BA will be plying the route with new Airbus A318 aircraft (the largest aircraft type currently allowed to use London City airport), which will require a 45-minute refuelling stop at Shannon on the outbound journey. But what from one point of view might seem a time-consuming addition to the first transatlantic service from London City, may actually prove to be an advantage for business travellers.
Shannon and Dublin airports (both managed by the Dublin Airport Authority) have had an agreement in place since 1986 allowing US-bound travellers to clear immigration before departing Ireland, but up until now this did not include customs and agriculture inspections, so passengers still faced queues upon arrival in the US.
But the addition of full Customs and Border Protection (CBP) facilities at Shannon means that as of August 5, passengers can now avail of full pre-clearance at the airport, allowing them to effectively arrive in the US as a domestic passenger, thus avoiding the infamously-lengthly US immigration process.
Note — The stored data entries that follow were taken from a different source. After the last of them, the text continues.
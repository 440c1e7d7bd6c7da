//! Collision-free filename allocation.
//!
//! Names follow `{base}{counter:02}.{ext}` starting at `01`. The scan is a
//! snapshot of the directory listing and is not atomic against concurrent
//! writers; a run allocates and downloads one format at a time.

use std::collections::HashSet;
use std::ffi::{OsStr, OsString};
use std::fs;
use std::io;
use std::path::Path;

use tracing::debug;

use crate::error::{SyncError, SyncResult};

/// Return the first `{base_name}{NN}.{extension}` not present in `directory`.
///
/// A directory that does not exist yet is treated as empty.
///
/// # Errors
///
/// - [`SyncError::InvalidRequest`] when the candidate name is not a single path component.
/// - [`SyncError::DirectoryUnreadable`] when the directory cannot be listed.
pub fn next_filename(directory: &Path, base_name: &str, extension: &str) -> SyncResult<String> {
    let first = format!("{base_name}01.{extension}");
    if Path::new(&first).file_name() != Some(OsStr::new(&first)) {
        return Err(SyncError::invalid(
            "filename",
            "must be a plain file name",
            Some(first),
        ));
    }
    let existing = list_entries(directory)?;
    let mut counter: u64 = 1;
    loop {
        let candidate = format!("{base_name}{counter:02}.{extension}");
        if !existing.contains(OsStr::new(&candidate)) {
            debug!(
                directory = %directory.display(),
                filename = %candidate,
                "allocated filename"
            );
            return Ok(candidate);
        }
        counter += 1;
    }
}

fn list_entries(directory: &Path) -> SyncResult<HashSet<OsString>> {
    let entries = match fs::read_dir(directory) {
        Ok(entries) => entries,
        Err(err) if err.kind() == io::ErrorKind::NotFound => return Ok(HashSet::new()),
        Err(source) => {
            return Err(SyncError::directory_unreadable(
                "list_directory",
                directory,
                source,
            ));
        }
    };

    entries
        .map(|entry| entry.map(|entry| entry.file_name()))
        .collect::<io::Result<HashSet<_>>>()
        .map_err(|source| SyncError::directory_unreadable("list_directory", directory, source))
}
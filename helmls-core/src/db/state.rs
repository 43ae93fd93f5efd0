//! Process-wide key/value state.
//!
//! Values are JSON documents. Writing `None` removes the key.

use serde_json::Value;
use std::collections::HashMap;
use std::sync::Mutex;

use super::Database;

/// Key/value state that outlives a single activation.
pub trait StateStore: Send + Sync {
    fn get(&self, key: &str) -> anyhow::Result<Option<Value>>;

    fn update(&self, key: &str, value: Option<Value>) -> anyhow::Result<()>;
}

impl StateStore for Database {
    fn get(&self, key: &str) -> anyhow::Result<Option<Value>> {
        match self.get_setting(key)? {
            Some(json) => Ok(Some(serde_json::from_str(&json)?)),
            None => Ok(None),
        }
    }

    fn update(&self, key: &str, value: Option<Value>) -> anyhow::Result<()> {
        match value {
            Some(value) => self.set_setting(key, &serde_json::to_string(&value)?),
            None => self.delete_setting(key),
        }
    }
}

/// In-memory state for embedding and tests.
#[derive(Debug, Default)]
pub struct MemoryState {
    values: Mutex<HashMap<String, Value>>,
}

impl MemoryState {
    pub fn new() -> Self {
        Self::default()
    }
}

impl StateStore for MemoryState {
    fn get(&self, key: &str) -> anyhow::Result<Option<Value>> {
        let values = self
            .values
            .lock()
            .map_err(|_| anyhow::anyhow!("State lock poisoned"))?;
        Ok(values.get(key).cloned())
    }

    fn update(&self, key: &str, value: Option<Value>) -> anyhow::Result<()> {
        let mut values = self
            .values
            .lock()
            .map_err(|_| anyhow::anyhow!("State lock poisoned"))?;
        match value {
            Some(value) => values.insert(key.to_string(), value),
            None => values.remove(key),
        };
        Ok(())
    }
}
//! yaml-language-server command resolution and write-back.
//!
//! helm-ls delegates plain YAML features to yaml-language-server. This
//! module finds a launch command for it and, when safe, stores that command
//! in the global `helm-ls.yamlls.path` setting so helm-ls picks it up.
//!
//! A value is only ever written when the persisted [`ManagedConfigState`]
//! says this crate owns the key. Workspace and folder scopes are never
//! touched, and a global value that no longer looks like one of ours is
//! left alone.

use async_trait::async_trait;
use chrono::{DateTime, Utc};
use serde::{Deserialize, Serialize};
use serde_json::Value;
use std::fmt;
use std::path::{Path, PathBuf};
use std::sync::Arc;
use tracing::{debug, info, warn};

use crate::config::{ConfigurationStore, SIDECAR_PATH_KEY};
use crate::db::StateStore;
use crate::error::{ProvisionError, Result};
use crate::probe::{is_regular_file, SearchPath};

/// Executable name probed on the search path.
pub const SIDECAR_EXECUTABLE: &str = "yaml-language-server";

/// Extension shipping a bundled yaml-language-server.
pub const YAML_EXTENSION_ID: &str = "redhat.vscode-yaml";

/// Bundle location inside the YAML extension.
pub const BUNDLE_RELATIVE_PATH: &str = "dist/languageserver.js";

/// Interpreter used for the bundled server.
pub const LAUNCHER: &str = "node";

/// State key holding [`ManagedConfigState`].
pub const MANAGED_STATE_KEY: &str = "helm-ls.yamlls.path.managed";

// ============================================================================
// Command
// ============================================================================

/// Launch command for yaml-language-server as stored in configuration.
#[derive(Debug, Clone, PartialEq, Eq, Serialize, Deserialize)]
#[serde(untagged)]
pub enum SidecarCommand {
    /// A single executable path or name.
    Single(String),
    /// A program followed by its arguments.
    Argv(Vec<String>),
}

impl SidecarCommand {
    /// Single-element argv written before a real location was known.
    pub fn placeholder() -> Self {
        Self::Argv(vec![SIDECAR_EXECUTABLE.to_string()])
    }

    /// Decodes a configuration value.
    ///
    /// Returns `None` for anything other than a non-empty string or a
    /// non-empty array of strings.
    pub fn from_value(value: &Value) -> Option<Self> {
        match value {
            Value::String(s) if !s.is_empty() => Some(Self::Single(s.clone())),
            Value::Array(items) if !items.is_empty() => items
                .iter()
                .map(|item| item.as_str().map(str::to_string))
                .collect::<Option<Vec<_>>>()
                .map(Self::Argv),
            _ => None,
        }
    }

    pub fn to_value(&self) -> Value {
        match self {
            Self::Single(s) => Value::String(s.clone()),
            Self::Argv(argv) => Value::Array(argv.iter().cloned().map(Value::String).collect()),
        }
    }

    pub fn argv(&self) -> Vec<String> {
        match self {
            Self::Single(s) => vec![s.clone()],
            Self::Argv(argv) => argv.clone(),
        }
    }

    pub fn is_placeholder(&self) -> bool {
        *self == Self::placeholder()
    }

    /// True for values this crate writes: the placeholder, or
    /// `["node", <path inside a redhat.vscode-yaml-<version> folder>]`.
    pub fn matches_own_pattern(&self) -> bool {
        if self.is_placeholder() {
            return true;
        }
        match self {
            Self::Argv(argv) => matches!(
                argv.as_slice(),
                [launcher, bundle]
                    if launcher == LAUNCHER && is_inside_extension_dir(Path::new(bundle))
            ),
            Self::Single(_) => false,
        }
    }
}

impl fmt::Display for SidecarCommand {
    fn fmt(&self, f: &mut fmt::Formatter<'_>) -> fmt::Result {
        write!(f, "{}", self.argv().join(" "))
    }
}

fn is_inside_extension_dir(path: &Path) -> bool {
    let prefix = format!("{YAML_EXTENSION_ID}-");
    path.ancestors()
        .filter_map(|p| p.file_name())
        .any(|name| name.to_string_lossy().starts_with(&prefix))
}

// ============================================================================
// Managed state
// ============================================================================

/// Records whether the global sidecar setting was written by this crate.
#[derive(Debug, Clone, Default, PartialEq, Eq, Serialize, Deserialize)]
#[serde(rename_all = "camelCase", default)]
pub struct ManagedConfigState {
    pub managed: bool,
    #[serde(rename = "lastKnownPath")]
    pub last_known: Option<SidecarCommand>,
    pub updated_at: Option<DateTime<Utc>>,
}

impl ManagedConfigState {
    pub fn load(state: &dyn StateStore) -> Result<Self> {
        match state.get(MANAGED_STATE_KEY).map_err(ProvisionError::State)? {
            Some(value) => Ok(serde_json::from_value(value).unwrap_or_else(|e| {
                warn!(error = %e, "Unreadable managed state, treating value as user-authored");
                Self::default()
            })),
            None => Ok(Self::default()),
        }
    }

    fn mark_managed(state: &dyn StateStore, command: &SidecarCommand) -> Result<Self> {
        let record = Self {
            managed: true,
            last_known: Some(command.clone()),
            updated_at: Some(Utc::now()),
        };
        let value = serde_json::to_value(&record)
            .map_err(|e| ProvisionError::State(anyhow::Error::new(e)))?;
        state
            .update(MANAGED_STATE_KEY, Some(value))
            .map_err(ProvisionError::State)?;
        Ok(record)
    }
}

// ============================================================================
// Sibling extensions
// ============================================================================

/// Looks up installed editor extensions.
#[async_trait]
pub trait ExtensionRegistry: Send + Sync {
    /// Install directory of extension `id` (`publisher.name`), if present.
    async fn extension_path(&self, id: &str) -> Option<PathBuf>;
}

/// Extensions installed as `<root>/<publisher.name>-<version>` folders.
#[derive(Debug, Clone)]
pub struct ExtensionsDir {
    root: PathBuf,
}

impl ExtensionsDir {
    pub fn new(root: impl Into<PathBuf>) -> Self {
        Self { root: root.into() }
    }

    /// `~/.vscode/extensions`, if a home directory is known.
    pub fn default_root() -> Option<PathBuf> {
        dirs::home_dir().map(|h| h.join(".vscode").join("extensions"))
    }
}

#[async_trait]
impl ExtensionRegistry for ExtensionsDir {
    async fn extension_path(&self, id: &str) -> Option<PathBuf> {
        let mut entries = match tokio::fs::read_dir(&self.root).await {
            Ok(entries) => entries,
            Err(e) => {
                debug!(root = %self.root.display(), error = %e, "No extensions directory");
                return None;
            }
        };

        let prefix = format!("{id}-");
        let mut best: Option<(semver::Version, PathBuf)> = None;

        while let Ok(Some(entry)) = entries.next_entry().await {
            let name = entry.file_name().to_string_lossy().into_owned();
            let Some(raw_version) = name.strip_prefix(&prefix) else {
                continue;
            };
            let Ok(version) = semver::Version::parse(raw_version) else {
                debug!(folder = %name, "Skipping extension folder with unparsable version");
                continue;
            };
            if best.as_ref().map_or(true, |(v, _)| version > *v) {
                best = Some((version, entry.path()));
            }
        }

        best.map(|(_, path)| path)
    }
}

// ============================================================================
// Configurator
// ============================================================================

/// What [`SidecarConfigurator::configure`] did.
#[derive(Debug, Clone, PartialEq, Eq)]
pub enum SidecarOutcome {
    /// A workspace or folder scope sets the key.
    UserScoped(Option<SidecarCommand>),
    /// No value existed; one was found and written.
    Written(SidecarCommand),
    /// Our earlier value was replaced by a newer location.
    Refreshed(SidecarCommand),
    /// Our earlier value is still current.
    Unchanged(SidecarCommand),
    /// The global value belongs to the user.
    UserAuthored(Option<SidecarCommand>),
    /// Nothing is configured and nothing could be found.
    NotFound,
}

impl SidecarOutcome {
    /// The command in effect after configuration.
    pub fn command(&self) -> Option<&SidecarCommand> {
        match self {
            Self::UserScoped(command) | Self::UserAuthored(command) => command.as_ref(),
            Self::Written(command) | Self::Refreshed(command) | Self::Unchanged(command) => {
                Some(command)
            }
            Self::NotFound => None,
        }
    }
}

/// Resolves and persists the yaml-language-server launch command.
pub struct SidecarConfigurator {
    config: Arc<dyn ConfigurationStore>,
    state: Arc<dyn StateStore>,
    extensions: Arc<dyn ExtensionRegistry>,
    search_path: SearchPath,
}

impl SidecarConfigurator {
    pub fn new(
        config: Arc<dyn ConfigurationStore>,
        state: Arc<dyn StateStore>,
        extensions: Arc<dyn ExtensionRegistry>,
    ) -> Self {
        Self {
            config,
            state,
            extensions,
            search_path: SearchPath::from_env(),
        }
    }

    pub fn with_search_path(mut self, search_path: SearchPath) -> Self {
        self.search_path = search_path;
        self
    }

    /// Finds yaml-language-server: search path first, then the bundle
    /// shipped with the YAML extension.
    pub async fn locate(&self) -> Option<SidecarCommand> {
        if let Some(path) = self.search_path.find(SIDECAR_EXECUTABLE).await {
            return Some(SidecarCommand::Single(path.to_string_lossy().into_owned()));
        }

        let extension = self.extensions.extension_path(YAML_EXTENSION_ID).await?;
        let bundle = extension.join(BUNDLE_RELATIVE_PATH);
        if is_regular_file(&bundle).await {
            return Some(SidecarCommand::Argv(vec![
                LAUNCHER.to_string(),
                bundle.to_string_lossy().into_owned(),
            ]));
        }

        debug!(bundle = %bundle.display(), "YAML extension has no bundled server");
        None
    }

    /// Applies the write-back rules for `helm-ls.yamlls.path`.
    pub async fn configure(&self) -> Result<SidecarOutcome> {
        let inspection = self.config.inspect(SIDECAR_PATH_KEY).await?;

        if inspection.has_user_scope() {
            let command = inspection.effective().and_then(SidecarCommand::from_value);
            info!(key = SIDECAR_PATH_KEY, "Using workspace-scoped sidecar setting");
            return Ok(SidecarOutcome::UserScoped(command));
        }

        // A null or empty global value counts as unset.
        let global = inspection
            .global_value
            .as_ref()
            .filter(|value| !matches!(value, Value::Null) && value.as_str() != Some(""));
        let Some(global) = global else {
            return self.write_initial().await;
        };

        let stored = SidecarCommand::from_value(global);
        let managed = ManagedConfigState::load(self.state.as_ref())?;

        let owned = match &stored {
            Some(command) if managed.managed => {
                managed.last_known.as_ref() == Some(command) || command.matches_own_pattern()
            }
            _ => false,
        };

        let Some(stored) = stored.filter(|_| owned) else {
            info!(
                key = SIDECAR_PATH_KEY,
                managed = managed.managed,
                "Global sidecar setting is user-authored, leaving it untouched"
            );
            return Ok(SidecarOutcome::UserAuthored(SidecarCommand::from_value(global)));
        };

        match self.locate().await {
            Some(found) if found != stored || stored.is_placeholder() => {
                self.write(&found).await?;
                info!(from = %stored, to = %found, "Refreshed managed sidecar setting");
                Ok(SidecarOutcome::Refreshed(found))
            }
            Some(_) => {
                debug!(command = %stored, "Managed sidecar setting is current");
                Ok(SidecarOutcome::Unchanged(stored))
            }
            None => {
                warn!(command = %stored, "yaml-language-server no longer found, keeping managed setting");
                Ok(SidecarOutcome::Unchanged(stored))
            }
        }
    }

    async fn write_initial(&self) -> Result<SidecarOutcome> {
        match self.locate().await {
            Some(found) => {
                self.write(&found).await?;
                info!(command = %found, "Wrote sidecar setting");
                Ok(SidecarOutcome::Written(found))
            }
            None => {
                info!("yaml-language-server not found, sidecar setting left unset");
                Ok(SidecarOutcome::NotFound)
            }
        }
    }

    async fn write(&self, command: &SidecarCommand) -> Result<()> {
        self.config
            .update_global(SIDECAR_PATH_KEY, command.to_value())
            .await?;
        ManagedConfigState::mark_managed(self.state.as_ref(), command)?;
        Ok(())
    }
}
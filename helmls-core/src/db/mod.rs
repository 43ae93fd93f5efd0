//! SQLite database layer for helm-ls.
//!
//! Provides persistent storage for:
//! - Provisioning settings
//! - Process-wide state that outlives a single activation (managed
//!   configuration records)

mod migrations;
mod state;

pub use state::{MemoryState, StateStore};

use anyhow::Context;
use rusqlite::Connection;
use std::path::PathBuf;
use std::sync::{Mutex, MutexGuard};

/// Database connection wrapper.
///
/// Provides a high-level API for interacting with the SQLite database.
/// Automatically handles connection setup, migrations, and file permissions.
pub struct Database {
    conn: Mutex<Connection>,
    path: PathBuf,
}

impl Database {
    /// Open the database at the default location.
    ///
    /// Default path: `~/.local/share/helm-ls/state.db`
    pub fn open() -> anyhow::Result<Self> {
        let path = Self::default_path()?;
        Self::open_at(path)
    }

    /// Open the database at a specific path.
    ///
    /// Creates parent directories if they don't exist.
    /// Sets file permissions to 0600 on Unix.
    pub fn open_at(path: PathBuf) -> anyhow::Result<Self> {
        if let Some(parent) = path.parent() {
            std::fs::create_dir_all(parent)
                .with_context(|| format!("Failed to create {}", parent.display()))?;
        }

        let conn = Connection::open(&path)
            .with_context(|| format!("Failed to open database {}", path.display()))?;

        #[cfg(unix)]
        {
            use std::os::unix::fs::PermissionsExt;
            if let Err(e) = std::fs::set_permissions(&path, std::fs::Permissions::from_mode(0o600))
            {
                tracing::warn!(path = %path.display(), error = %e, "Failed to set database file permissions");
            }
        }

        // Two editor windows may share the file.
        conn.busy_timeout(std::time::Duration::from_secs(5))?;

        Ok(Self {
            conn: Mutex::new(conn),
            path,
        })
    }

    /// Get the default database path.
    ///
    /// Returns `~/.local/share/helm-ls/state.db` (or platform equivalent).
    pub fn default_path() -> anyhow::Result<PathBuf> {
        let data_dir = dirs::data_dir()
            .or_else(|| dirs::home_dir().map(|h| h.join(".local/share")))
            .ok_or_else(|| anyhow::anyhow!("Could not determine data directory"))?;

        Ok(data_dir.join("helm-ls").join("state.db"))
    }

    /// Run database migrations.
    ///
    /// Safe to call multiple times - migrations are tracked and only run once.
    pub fn migrate(&self) -> anyhow::Result<()> {
        let conn = self.conn()?;
        migrations::run_migrations(&conn)?;
        Ok(())
    }

    /// Get the database file path.
    pub fn path(&self) -> &PathBuf {
        &self.path
    }

    fn conn(&self) -> anyhow::Result<MutexGuard<'_, Connection>> {
        self.conn
            .lock()
            .map_err(|_| anyhow::anyhow!("Database connection lock poisoned"))
    }

    // =========================================================================
    // Settings Storage
    // =========================================================================

    /// Save a setting to the database (upsert).
    pub fn set_setting(&self, key: &str, value: &str) -> anyhow::Result<()> {
        self.conn()?.execute(
            "INSERT INTO settings (key, value, updated_at) VALUES (?, ?, unixepoch())
             ON CONFLICT(key) DO UPDATE SET value = excluded.value, updated_at = excluded.updated_at",
            [key, value],
        )?;
        Ok(())
    }

    /// Get a setting from the database.
    ///
    /// Returns `None` if the setting doesn't exist.
    pub fn get_setting(&self, key: &str) -> anyhow::Result<Option<String>> {
        let conn = self.conn()?;
        let mut stmt = conn.prepare("SELECT value FROM settings WHERE key = ?")?;
        let result = stmt.query_row([key], |row| row.get(0));
        match result {
            Ok(value) => Ok(Some(value)),
            Err(rusqlite::Error::QueryReturnedNoRows) => Ok(None),
            Err(e) => Err(e.into()),
        }
    }

    /// Delete a setting from the database.
    ///
    /// No-op if the key doesn't exist.
    pub fn delete_setting(&self, key: &str) -> anyhow::Result<()> {
        self.conn()?
            .execute("DELETE FROM settings WHERE key = ?", [key])?;
        Ok(())
    }
}

#[cfg(test)]
mod tests {
    use super::*;
    use tempfile::TempDir;

    // -------------------------------------------------------------------------
    // Test Helpers
    // -------------------------------------------------------------------------

    fn setup_test_db() -> (TempDir, Database) {
        let temp_dir = TempDir::new().unwrap();
        let db_path = temp_dir.path().join("test.db");
        let db = Database::open_at(db_path).unwrap();
        db.migrate().unwrap();
        (temp_dir, db)
    }

    // -------------------------------------------------------------------------
    // Database Opening/Creation Tests
    // -------------------------------------------------------------------------

    #[test]
    fn test_open_at_creates_parent_directories() {
        let tmp = TempDir::new().unwrap();
        let nested_path = tmp.path().join("deep").join("nested").join("state.db");

        assert!(!nested_path.parent().unwrap().exists());

        let _db = Database::open_at(nested_path.clone()).unwrap();

        assert!(nested_path.exists());
    }

    #[test]
    fn test_open_at_reuses_existing_database() {
        let tmp = TempDir::new().unwrap();
        let path = tmp.path().join("state.db");

        {
            let db = Database::open_at(path.clone()).unwrap();
            db.migrate().unwrap();
            db.set_setting("provision_settings", "{}").unwrap();
        }

        {
            let db = Database::open_at(path).unwrap();
            db.migrate().unwrap();
            let value = db.get_setting("provision_settings").unwrap();
            assert_eq!(value, Some("{}".to_string()));
        }
    }

    #[test]
    fn test_migrate_is_idempotent() {
        let (_temp, db) = setup_test_db();

        db.migrate().unwrap();
        db.set_setting("provision_settings", "{}").unwrap();
        db.migrate().unwrap();

        assert_eq!(
            db.get_setting("provision_settings").unwrap(),
            Some("{}".to_string())
        );
    }

    #[test]
    fn test_default_path_returns_valid_path() {
        if let Ok(path) = Database::default_path() {
            assert!(path.ends_with("helm-ls/state.db"));
        }
    }

    #[cfg(unix)]
    #[test]
    fn test_open_at_sets_restrictive_permissions() {
        use std::os::unix::fs::PermissionsExt;

        let tmp = TempDir::new().unwrap();
        let path = tmp.path().join("secure.db");

        let _db = Database::open_at(path.clone()).unwrap();

        let mode = std::fs::metadata(&path).unwrap().permissions().mode() & 0o777;
        assert_eq!(mode, 0o600, "Database should have 0600 permissions");
    }

    // -------------------------------------------------------------------------
    // Settings Tests
    // -------------------------------------------------------------------------

    #[test]
    fn test_set_setting_upserts_existing() {
        let (_temp, db) = setup_test_db();

        db.set_setting("helm-ls.yamlls.path.managed", "false").unwrap();
        db.set_setting("helm-ls.yamlls.path.managed", "true").unwrap();

        let value = db.get_setting("helm-ls.yamlls.path.managed").unwrap();
        assert_eq!(value, Some("true".to_string()));
    }

    #[test]
    fn test_get_setting_returns_none_for_missing() {
        let (_temp, db) = setup_test_db();
        assert!(db.get_setting("nonexistent").unwrap().is_none());
    }

    #[test]
    fn test_delete_setting_removes_setting() {
        let (_temp, db) = setup_test_db();

        db.set_setting("key", "value").unwrap();
        db.delete_setting("key").unwrap();
        assert!(db.get_setting("key").unwrap().is_none());

        // Deleting again is fine.
        db.delete_setting("key").unwrap();
    }

    #[test]
    fn test_setting_with_json_value() {
        let (_temp, db) = setup_test_db();

        let json_value = r#"{"managed": true, "lastKnownPath": ["node", "/x.js"]}"#;
        db.set_setting("state", json_value).unwrap();

        assert_eq!(db.get_setting("state").unwrap(), Some(json_value.to_string()));
    }
}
Shannon has the distinction of being the first airport outside the US, Canada and Aruba to offer the facilities – even its bigger sister airport Dublin International will not offer pre-clearance until the new Terminal 2 is completed in 2010.
Continental passengers on flight CO25 to New York Newark were the first to use the new facilities on August 5, and US Airways and Delta customers have since started benefitting from the service.
But despite the new agreement Shannon faces a challenge persuading airlines to use its facilities for transatlantic services. Delta is soon to drop its US service from the airport (to New York) for the winter schedule, and Aer Lingus is not currently using the pre-clearance facilities as the Irish carrier flies to the US from both Shannon and Dublin, which would cause an operational headache were the airline to offer differing immigration facilities at the two airports.
The Mayor of Shannon this week appealed to Delta to reconsider its pullout of the airport, saying that “the American carrier’s basis for ending the 13-year-old service did not stand up”.
“The airline claimed that low yield factors had determined its decision to end the service,” said Mayor Sean McLoughlin. “However, the service carried 30,000 passengers last winter alone. Furthermore, the number of persons using the service has dramatically increased in recent weeks. One flight this weekend, for example, was operating at full capacity. Much of these increases can be attributed to the introduction of pre-clearance facilities at Shannon and the airline’s decision to lower its fares.
“Aer Lingus’s announcement that it will not be utilising the US pre-clearance facilities until mid-2010 at the earliest, along with the imminent withdrawal of Delta’s long standing service and ongoing doubts over the future of Aer Lingus’s Shannon to New York service have completely undermined efforts at Shannon Airport to develop new business. The opportunities presented to airlines by the presence of the pre-clearance facilities are numerous but appear to be having little impact on business growth at the airport at present.”
McLoughlin has suggested that the airport should introduce an additional landing charge incentive scheme in a bid to boost transatlantic traffic and attract new operators.
Nevertheless the pre-clearance facilities at Shannon has evidently been enough to persuade BA to route its new London City to New York JFK service via the Irish airport, with twice-daily flights commencing on September 29.
The airline has started sending out teaser emails to customers booked on its new service, in which customer experience Chris Stubbs reports that it took less than twenty minutes to pass through Shannon’s security and passport check and be back in his seat during a recent test flight. If BA can replicate this sort of service when the flight launches for real later this month, then the days of the dreaded US immigration process may finally be over, at least for a privileged few.